§ ABOUT THIS TASK
Pull each line holding "Exception" out of the entries below.

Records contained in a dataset
——————————
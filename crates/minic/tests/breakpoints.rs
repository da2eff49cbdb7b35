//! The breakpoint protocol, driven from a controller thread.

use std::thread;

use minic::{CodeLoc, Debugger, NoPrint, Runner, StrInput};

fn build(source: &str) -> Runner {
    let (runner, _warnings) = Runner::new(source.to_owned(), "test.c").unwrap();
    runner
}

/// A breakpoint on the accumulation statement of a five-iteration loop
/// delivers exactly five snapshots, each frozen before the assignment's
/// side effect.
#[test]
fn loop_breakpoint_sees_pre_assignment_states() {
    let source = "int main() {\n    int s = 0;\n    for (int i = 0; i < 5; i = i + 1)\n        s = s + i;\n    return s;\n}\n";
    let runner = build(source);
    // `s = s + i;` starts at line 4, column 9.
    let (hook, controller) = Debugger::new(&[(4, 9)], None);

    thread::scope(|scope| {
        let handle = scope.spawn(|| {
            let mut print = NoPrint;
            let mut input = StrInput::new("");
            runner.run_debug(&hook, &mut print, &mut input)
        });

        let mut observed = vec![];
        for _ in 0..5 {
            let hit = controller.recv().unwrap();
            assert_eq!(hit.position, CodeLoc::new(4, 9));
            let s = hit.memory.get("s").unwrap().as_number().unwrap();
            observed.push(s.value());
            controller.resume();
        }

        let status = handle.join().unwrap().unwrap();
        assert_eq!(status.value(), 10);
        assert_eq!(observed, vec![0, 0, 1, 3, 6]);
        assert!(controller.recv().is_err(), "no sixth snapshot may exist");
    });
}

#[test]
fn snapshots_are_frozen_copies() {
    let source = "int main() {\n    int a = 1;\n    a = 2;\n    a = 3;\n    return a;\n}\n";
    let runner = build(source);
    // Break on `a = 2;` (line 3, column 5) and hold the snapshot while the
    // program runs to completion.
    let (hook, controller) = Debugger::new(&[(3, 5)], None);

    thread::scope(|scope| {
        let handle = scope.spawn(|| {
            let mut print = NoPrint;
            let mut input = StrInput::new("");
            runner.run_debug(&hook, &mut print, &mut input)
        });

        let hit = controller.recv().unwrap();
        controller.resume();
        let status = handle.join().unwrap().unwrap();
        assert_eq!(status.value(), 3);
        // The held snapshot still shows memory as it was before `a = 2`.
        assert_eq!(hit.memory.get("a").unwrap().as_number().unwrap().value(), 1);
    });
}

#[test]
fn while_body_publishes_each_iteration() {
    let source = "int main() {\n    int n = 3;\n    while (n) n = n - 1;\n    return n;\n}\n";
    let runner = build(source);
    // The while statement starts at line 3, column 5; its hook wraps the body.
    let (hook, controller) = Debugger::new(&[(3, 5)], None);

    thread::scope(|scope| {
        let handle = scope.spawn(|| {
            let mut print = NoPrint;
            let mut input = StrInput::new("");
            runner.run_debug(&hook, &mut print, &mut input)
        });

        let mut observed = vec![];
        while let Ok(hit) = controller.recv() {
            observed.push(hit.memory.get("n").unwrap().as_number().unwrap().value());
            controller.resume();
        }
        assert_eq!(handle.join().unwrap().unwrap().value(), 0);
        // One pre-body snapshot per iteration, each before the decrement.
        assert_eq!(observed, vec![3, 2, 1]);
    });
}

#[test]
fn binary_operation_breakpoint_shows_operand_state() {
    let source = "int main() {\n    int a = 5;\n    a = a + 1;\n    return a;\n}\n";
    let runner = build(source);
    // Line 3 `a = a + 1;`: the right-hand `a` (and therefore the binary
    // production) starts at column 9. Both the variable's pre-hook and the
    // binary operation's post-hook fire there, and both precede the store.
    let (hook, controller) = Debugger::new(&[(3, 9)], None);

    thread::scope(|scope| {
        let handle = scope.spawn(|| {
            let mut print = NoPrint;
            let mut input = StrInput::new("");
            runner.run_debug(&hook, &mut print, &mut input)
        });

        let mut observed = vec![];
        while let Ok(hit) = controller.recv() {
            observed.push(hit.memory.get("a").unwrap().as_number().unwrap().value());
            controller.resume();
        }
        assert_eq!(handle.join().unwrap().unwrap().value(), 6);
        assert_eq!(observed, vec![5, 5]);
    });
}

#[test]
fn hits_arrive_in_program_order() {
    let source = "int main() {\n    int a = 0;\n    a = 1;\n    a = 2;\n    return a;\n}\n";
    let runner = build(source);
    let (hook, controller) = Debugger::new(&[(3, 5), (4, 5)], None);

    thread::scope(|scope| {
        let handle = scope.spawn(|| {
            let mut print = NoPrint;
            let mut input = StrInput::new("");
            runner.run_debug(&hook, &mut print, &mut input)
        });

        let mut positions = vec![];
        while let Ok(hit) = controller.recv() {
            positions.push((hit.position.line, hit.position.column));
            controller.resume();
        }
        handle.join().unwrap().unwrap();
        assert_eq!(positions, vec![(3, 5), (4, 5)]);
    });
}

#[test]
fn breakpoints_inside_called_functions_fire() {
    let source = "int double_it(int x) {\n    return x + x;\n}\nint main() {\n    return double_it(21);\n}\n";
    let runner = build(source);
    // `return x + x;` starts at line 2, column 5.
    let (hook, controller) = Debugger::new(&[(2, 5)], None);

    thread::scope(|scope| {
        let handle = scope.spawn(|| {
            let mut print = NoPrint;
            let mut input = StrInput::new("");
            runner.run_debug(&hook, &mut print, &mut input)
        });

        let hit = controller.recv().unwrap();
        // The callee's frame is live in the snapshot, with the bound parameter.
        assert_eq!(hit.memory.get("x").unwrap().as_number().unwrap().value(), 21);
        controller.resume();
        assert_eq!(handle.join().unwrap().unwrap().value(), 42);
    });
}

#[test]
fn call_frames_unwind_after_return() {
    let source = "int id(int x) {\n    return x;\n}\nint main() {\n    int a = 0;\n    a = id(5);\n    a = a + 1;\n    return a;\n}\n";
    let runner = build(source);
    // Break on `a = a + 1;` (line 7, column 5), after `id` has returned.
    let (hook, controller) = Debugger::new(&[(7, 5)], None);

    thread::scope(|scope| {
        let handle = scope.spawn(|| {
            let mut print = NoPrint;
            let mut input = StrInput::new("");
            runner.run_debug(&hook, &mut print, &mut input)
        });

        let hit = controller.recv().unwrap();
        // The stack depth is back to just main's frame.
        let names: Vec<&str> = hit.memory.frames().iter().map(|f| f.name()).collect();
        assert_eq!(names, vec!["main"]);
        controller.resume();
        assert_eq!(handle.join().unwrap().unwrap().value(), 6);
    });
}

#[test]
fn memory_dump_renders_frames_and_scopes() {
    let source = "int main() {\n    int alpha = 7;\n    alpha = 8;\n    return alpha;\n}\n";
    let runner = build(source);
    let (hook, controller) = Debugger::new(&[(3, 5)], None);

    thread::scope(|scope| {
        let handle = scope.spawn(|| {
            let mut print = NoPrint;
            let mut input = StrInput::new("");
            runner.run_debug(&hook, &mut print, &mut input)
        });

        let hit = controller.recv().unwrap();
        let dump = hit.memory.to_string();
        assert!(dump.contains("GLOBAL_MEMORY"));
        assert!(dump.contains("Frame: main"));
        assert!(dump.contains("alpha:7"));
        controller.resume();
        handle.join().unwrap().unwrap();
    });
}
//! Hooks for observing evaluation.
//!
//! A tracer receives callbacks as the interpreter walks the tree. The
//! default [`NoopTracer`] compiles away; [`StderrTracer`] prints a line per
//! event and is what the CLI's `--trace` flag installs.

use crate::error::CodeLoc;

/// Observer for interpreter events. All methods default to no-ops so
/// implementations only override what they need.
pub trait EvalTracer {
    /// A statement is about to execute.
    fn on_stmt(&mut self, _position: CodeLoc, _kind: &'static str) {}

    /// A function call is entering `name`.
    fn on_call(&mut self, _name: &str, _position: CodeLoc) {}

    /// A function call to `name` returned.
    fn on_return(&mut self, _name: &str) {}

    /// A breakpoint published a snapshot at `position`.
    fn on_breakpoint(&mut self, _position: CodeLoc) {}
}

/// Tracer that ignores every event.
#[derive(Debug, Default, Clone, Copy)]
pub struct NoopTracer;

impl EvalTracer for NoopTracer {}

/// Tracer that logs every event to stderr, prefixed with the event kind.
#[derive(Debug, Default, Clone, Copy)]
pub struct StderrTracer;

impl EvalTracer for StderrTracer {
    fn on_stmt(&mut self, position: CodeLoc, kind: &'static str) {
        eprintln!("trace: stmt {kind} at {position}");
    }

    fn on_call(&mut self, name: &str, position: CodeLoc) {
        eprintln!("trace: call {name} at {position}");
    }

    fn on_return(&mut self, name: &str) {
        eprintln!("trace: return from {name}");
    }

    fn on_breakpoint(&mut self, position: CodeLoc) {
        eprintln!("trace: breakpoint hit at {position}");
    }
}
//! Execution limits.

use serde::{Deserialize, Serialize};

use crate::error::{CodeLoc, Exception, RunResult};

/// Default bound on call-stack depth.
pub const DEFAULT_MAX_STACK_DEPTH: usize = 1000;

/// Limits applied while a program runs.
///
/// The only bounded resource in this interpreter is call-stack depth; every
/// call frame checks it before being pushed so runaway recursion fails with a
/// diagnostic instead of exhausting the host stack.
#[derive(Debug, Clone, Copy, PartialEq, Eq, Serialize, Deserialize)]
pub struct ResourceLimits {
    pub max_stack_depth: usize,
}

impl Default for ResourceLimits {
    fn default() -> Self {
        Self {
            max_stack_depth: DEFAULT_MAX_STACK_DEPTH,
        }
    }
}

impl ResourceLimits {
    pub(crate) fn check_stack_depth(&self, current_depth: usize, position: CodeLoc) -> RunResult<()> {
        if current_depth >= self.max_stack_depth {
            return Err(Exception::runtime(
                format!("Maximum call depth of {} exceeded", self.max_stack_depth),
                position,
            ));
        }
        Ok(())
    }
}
——————————
§ REPLY
use crate::error::{CodeLoc, Exception, RunResult};
            return Err(Exception::runtime(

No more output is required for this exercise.